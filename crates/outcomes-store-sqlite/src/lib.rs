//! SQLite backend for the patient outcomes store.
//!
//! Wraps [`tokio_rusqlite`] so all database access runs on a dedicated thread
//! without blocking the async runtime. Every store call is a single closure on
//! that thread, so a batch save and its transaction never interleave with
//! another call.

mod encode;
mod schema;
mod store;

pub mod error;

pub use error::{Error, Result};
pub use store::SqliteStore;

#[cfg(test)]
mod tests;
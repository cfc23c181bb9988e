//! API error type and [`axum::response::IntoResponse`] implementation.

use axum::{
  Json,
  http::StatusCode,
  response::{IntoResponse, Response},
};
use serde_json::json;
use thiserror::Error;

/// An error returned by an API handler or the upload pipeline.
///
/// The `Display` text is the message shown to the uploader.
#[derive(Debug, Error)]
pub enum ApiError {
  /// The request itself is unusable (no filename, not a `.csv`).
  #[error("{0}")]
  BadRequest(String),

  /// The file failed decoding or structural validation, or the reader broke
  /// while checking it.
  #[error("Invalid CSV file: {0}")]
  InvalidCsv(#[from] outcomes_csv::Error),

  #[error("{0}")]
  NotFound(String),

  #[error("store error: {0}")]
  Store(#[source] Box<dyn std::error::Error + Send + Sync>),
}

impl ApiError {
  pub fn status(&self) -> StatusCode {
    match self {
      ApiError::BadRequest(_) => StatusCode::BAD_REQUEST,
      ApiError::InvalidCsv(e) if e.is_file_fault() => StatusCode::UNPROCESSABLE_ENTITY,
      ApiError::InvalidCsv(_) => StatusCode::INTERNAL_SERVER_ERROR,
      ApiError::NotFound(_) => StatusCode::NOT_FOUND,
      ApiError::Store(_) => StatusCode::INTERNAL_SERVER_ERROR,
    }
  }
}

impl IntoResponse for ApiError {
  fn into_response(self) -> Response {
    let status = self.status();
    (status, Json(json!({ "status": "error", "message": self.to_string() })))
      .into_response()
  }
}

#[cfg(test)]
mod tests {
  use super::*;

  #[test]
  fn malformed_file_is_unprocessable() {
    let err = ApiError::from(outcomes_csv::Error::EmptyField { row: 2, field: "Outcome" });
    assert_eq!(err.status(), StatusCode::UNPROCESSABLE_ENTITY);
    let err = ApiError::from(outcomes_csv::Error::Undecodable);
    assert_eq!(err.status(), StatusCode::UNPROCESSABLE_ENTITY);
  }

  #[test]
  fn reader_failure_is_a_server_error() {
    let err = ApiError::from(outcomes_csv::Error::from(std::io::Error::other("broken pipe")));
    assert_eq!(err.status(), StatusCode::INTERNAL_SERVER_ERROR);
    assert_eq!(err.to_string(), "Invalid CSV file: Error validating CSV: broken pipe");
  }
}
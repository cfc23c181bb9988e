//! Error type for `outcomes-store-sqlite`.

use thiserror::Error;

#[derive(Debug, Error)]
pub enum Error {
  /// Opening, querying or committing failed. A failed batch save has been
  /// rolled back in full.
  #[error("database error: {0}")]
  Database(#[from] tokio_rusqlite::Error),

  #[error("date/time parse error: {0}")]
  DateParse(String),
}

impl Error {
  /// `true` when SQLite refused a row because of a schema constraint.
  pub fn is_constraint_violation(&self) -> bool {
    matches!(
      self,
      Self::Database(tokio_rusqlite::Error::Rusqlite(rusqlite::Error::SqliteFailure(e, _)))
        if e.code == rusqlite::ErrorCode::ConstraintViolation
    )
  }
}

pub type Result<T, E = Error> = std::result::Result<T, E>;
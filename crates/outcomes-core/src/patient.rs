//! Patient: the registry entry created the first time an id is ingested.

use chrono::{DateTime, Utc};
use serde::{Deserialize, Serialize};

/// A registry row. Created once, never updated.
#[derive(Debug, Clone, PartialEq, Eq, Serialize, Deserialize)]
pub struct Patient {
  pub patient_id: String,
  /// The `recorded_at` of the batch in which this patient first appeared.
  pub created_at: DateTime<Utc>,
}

# INSTRUCTIONS TO FOLLOW
Look through the records and gather every line containing "filename".

# ANSWER TO THIS TASK
filename crates/outcomes-store-sqlite/src/lib.rs
  /// The request itself is unusable (no filename, not a `.csv`).
filename crates/outcomes-core/src/patient.rs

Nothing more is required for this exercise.